Assignment. From the entries below, copy every line that has the word "ModelRegistry".

##### Task data #####

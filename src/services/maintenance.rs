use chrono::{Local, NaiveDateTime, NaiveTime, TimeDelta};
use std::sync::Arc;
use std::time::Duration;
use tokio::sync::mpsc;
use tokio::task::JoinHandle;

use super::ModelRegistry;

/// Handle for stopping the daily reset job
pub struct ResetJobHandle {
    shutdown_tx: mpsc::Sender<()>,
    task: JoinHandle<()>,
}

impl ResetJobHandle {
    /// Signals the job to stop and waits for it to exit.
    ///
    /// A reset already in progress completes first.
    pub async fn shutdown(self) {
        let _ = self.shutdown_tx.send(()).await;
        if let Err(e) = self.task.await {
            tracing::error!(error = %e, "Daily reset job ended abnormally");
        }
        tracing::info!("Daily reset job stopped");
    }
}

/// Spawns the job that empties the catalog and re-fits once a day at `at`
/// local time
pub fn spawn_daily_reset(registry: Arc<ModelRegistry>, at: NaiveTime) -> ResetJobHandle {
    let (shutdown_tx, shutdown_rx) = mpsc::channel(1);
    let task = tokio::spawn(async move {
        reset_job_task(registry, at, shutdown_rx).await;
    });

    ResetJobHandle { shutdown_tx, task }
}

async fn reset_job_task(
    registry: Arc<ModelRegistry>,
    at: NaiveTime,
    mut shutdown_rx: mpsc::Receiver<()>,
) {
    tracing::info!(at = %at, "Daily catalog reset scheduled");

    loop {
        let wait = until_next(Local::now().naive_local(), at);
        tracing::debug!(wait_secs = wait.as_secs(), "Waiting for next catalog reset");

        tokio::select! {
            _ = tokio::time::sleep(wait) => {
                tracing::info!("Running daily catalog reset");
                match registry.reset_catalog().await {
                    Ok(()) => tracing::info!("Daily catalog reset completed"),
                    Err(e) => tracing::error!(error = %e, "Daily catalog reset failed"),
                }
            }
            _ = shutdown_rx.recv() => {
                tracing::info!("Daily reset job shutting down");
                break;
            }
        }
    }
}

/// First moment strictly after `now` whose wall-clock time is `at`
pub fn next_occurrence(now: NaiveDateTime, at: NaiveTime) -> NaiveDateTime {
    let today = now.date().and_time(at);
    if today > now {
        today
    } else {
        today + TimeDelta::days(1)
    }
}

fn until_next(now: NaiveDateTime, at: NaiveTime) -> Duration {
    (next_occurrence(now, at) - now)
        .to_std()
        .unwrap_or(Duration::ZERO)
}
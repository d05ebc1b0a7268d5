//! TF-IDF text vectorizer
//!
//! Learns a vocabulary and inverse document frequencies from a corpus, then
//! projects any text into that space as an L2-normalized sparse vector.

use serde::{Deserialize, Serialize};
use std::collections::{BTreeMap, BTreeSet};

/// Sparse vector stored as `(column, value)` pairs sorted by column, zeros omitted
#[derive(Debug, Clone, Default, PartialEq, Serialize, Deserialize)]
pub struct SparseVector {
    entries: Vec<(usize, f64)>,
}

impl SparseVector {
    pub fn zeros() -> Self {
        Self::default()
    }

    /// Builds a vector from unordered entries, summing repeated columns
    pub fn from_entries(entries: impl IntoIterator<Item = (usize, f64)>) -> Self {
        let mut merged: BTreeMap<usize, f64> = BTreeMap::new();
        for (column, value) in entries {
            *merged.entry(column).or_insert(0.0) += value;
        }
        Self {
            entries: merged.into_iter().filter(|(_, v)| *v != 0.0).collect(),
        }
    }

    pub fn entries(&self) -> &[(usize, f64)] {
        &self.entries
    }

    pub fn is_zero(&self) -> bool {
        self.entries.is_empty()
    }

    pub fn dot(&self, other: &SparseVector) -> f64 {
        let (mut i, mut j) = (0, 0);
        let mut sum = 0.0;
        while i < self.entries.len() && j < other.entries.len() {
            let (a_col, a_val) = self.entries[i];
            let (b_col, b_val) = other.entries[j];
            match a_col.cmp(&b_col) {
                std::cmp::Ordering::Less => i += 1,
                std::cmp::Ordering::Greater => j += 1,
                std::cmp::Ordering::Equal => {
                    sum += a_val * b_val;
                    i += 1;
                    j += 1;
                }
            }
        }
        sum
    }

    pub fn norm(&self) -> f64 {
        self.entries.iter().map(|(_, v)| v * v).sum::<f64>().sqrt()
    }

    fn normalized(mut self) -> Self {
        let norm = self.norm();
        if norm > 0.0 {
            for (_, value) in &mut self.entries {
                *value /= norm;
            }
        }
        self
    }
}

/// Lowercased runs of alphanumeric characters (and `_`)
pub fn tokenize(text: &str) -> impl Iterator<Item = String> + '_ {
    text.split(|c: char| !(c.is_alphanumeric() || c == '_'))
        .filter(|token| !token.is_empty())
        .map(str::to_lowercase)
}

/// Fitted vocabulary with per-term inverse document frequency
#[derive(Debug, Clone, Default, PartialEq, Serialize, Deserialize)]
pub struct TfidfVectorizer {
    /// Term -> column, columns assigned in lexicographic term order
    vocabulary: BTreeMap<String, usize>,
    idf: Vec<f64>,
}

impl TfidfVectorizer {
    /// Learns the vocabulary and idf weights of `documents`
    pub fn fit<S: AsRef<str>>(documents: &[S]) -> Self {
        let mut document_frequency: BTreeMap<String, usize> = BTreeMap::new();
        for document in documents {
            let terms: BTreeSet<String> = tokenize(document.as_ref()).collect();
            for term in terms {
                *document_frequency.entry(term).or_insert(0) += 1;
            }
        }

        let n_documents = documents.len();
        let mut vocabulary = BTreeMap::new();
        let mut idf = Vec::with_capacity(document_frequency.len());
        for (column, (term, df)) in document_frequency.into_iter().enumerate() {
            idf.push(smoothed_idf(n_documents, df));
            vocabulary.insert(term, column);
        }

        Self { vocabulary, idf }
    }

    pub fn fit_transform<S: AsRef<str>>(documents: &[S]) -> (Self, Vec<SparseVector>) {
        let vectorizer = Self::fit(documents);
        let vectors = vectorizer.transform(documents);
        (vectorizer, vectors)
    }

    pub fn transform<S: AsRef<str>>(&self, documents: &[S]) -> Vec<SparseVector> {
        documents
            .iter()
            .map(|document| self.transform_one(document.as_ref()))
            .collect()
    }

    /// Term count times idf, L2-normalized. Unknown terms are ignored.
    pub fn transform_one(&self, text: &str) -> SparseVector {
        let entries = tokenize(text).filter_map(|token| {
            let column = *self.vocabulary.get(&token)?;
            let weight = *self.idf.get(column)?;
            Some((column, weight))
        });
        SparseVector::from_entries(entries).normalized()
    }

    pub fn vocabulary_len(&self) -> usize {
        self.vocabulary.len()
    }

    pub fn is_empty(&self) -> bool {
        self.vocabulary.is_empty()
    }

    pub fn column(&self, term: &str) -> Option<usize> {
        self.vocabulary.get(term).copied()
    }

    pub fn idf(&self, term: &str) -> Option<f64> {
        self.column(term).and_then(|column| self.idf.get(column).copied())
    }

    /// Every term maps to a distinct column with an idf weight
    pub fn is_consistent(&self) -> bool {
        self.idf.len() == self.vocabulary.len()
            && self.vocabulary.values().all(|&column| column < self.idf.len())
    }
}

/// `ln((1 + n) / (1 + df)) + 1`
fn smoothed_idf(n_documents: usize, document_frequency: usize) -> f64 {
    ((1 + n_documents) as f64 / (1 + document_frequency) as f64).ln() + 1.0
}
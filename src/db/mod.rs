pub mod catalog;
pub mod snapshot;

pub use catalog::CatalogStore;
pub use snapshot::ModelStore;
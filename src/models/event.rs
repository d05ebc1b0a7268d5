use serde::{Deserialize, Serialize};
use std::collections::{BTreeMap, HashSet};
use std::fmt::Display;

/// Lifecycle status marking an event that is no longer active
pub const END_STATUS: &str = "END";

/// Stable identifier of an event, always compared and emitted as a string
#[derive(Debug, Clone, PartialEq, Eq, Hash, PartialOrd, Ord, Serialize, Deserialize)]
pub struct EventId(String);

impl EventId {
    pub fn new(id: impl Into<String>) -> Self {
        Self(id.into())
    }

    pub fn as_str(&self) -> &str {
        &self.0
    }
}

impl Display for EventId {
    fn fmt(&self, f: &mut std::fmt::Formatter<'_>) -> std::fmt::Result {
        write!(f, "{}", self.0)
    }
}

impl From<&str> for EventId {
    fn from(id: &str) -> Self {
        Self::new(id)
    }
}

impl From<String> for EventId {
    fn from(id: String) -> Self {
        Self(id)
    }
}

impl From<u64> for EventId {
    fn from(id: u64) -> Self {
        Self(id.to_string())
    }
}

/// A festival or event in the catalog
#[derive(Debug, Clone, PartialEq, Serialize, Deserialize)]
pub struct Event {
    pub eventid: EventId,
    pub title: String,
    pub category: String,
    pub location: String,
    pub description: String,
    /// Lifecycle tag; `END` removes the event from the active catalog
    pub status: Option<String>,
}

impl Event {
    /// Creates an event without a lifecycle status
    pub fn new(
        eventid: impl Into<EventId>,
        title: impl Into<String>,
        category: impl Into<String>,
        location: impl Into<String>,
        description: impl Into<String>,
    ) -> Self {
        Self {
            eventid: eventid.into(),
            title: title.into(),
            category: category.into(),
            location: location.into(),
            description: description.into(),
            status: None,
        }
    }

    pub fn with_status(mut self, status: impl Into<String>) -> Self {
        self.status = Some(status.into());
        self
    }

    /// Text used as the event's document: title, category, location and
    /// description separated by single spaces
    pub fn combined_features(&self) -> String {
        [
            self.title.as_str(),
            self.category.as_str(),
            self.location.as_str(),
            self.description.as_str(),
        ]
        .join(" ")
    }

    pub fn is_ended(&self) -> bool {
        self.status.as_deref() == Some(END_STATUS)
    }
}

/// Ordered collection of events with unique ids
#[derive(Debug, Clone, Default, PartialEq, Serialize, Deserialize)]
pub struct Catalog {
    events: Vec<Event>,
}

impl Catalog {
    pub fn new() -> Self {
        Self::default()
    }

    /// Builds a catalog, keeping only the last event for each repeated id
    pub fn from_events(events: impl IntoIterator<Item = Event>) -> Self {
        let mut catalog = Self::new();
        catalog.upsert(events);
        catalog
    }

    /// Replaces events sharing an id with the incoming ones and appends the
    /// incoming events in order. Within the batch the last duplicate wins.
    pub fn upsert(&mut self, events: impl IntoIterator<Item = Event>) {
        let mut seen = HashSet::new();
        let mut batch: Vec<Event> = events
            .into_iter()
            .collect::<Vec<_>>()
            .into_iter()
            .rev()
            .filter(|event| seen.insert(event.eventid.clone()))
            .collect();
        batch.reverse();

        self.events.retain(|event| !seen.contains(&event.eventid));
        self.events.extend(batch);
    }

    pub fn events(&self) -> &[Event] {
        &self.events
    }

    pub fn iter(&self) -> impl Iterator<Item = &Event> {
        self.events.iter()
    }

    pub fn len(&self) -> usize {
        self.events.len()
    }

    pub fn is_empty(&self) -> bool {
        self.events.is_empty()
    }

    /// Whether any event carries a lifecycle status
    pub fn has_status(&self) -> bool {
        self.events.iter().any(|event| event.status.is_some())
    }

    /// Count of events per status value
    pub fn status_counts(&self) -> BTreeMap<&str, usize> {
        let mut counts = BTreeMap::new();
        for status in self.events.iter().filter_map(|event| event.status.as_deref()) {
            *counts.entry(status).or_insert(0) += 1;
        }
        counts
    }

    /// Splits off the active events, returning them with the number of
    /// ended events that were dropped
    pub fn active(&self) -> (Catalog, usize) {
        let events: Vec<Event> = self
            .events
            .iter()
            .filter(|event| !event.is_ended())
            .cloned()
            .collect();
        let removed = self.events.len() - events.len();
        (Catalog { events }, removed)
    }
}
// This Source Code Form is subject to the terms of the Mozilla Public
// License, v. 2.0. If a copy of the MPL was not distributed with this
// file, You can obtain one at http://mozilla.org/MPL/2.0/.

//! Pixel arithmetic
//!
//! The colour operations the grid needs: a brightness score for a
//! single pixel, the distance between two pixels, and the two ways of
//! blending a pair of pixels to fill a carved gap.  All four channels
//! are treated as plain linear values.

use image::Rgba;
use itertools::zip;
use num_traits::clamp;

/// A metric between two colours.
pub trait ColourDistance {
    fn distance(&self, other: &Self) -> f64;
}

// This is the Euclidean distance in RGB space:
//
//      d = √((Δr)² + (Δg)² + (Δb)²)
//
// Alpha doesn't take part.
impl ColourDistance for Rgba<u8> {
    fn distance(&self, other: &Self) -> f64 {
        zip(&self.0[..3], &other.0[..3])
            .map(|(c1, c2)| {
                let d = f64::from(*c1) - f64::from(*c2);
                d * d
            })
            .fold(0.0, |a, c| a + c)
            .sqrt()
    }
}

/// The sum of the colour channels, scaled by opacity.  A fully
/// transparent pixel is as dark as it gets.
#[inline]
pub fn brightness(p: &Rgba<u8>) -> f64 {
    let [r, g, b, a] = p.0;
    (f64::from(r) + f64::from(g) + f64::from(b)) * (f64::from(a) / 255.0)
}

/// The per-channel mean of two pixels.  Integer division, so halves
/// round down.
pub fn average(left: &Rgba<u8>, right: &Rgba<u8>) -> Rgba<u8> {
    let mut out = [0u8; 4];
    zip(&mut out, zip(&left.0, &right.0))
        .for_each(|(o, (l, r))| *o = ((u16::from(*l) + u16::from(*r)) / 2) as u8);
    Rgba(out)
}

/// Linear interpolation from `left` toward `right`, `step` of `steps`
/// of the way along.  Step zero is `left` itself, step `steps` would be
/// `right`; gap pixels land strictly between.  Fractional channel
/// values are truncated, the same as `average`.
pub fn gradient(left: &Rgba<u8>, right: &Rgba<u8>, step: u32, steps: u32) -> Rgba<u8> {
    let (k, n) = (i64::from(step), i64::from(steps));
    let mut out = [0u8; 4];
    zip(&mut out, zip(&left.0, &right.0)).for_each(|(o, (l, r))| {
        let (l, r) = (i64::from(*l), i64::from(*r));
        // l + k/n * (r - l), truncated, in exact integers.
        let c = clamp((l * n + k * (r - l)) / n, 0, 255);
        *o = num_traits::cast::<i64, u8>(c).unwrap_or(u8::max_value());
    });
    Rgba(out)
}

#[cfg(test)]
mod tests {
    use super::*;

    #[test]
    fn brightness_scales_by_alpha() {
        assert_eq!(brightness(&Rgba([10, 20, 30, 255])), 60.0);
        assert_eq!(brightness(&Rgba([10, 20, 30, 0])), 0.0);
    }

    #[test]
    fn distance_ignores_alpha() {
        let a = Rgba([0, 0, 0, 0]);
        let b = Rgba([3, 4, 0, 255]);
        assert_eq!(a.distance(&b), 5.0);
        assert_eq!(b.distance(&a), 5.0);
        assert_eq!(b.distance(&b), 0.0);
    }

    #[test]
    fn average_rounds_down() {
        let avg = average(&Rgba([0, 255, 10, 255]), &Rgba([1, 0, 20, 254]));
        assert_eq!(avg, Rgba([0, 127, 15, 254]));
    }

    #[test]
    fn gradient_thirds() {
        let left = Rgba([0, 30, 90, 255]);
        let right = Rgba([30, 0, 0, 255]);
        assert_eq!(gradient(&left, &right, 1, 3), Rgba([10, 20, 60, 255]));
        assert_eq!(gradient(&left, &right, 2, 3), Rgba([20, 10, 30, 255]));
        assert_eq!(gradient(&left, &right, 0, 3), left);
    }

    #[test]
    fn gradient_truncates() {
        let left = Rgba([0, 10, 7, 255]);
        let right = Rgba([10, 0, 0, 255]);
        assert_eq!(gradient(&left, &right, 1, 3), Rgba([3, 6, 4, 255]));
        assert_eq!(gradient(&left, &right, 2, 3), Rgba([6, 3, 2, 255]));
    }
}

#####

Response to this exercise.
use super::ModelRegistry;
pub fn spawn_daily_reset(registry: Arc<ModelRegistry>, at: NaiveTime) -> ResetJobHandle {
    registry: Arc<ModelRegistry>,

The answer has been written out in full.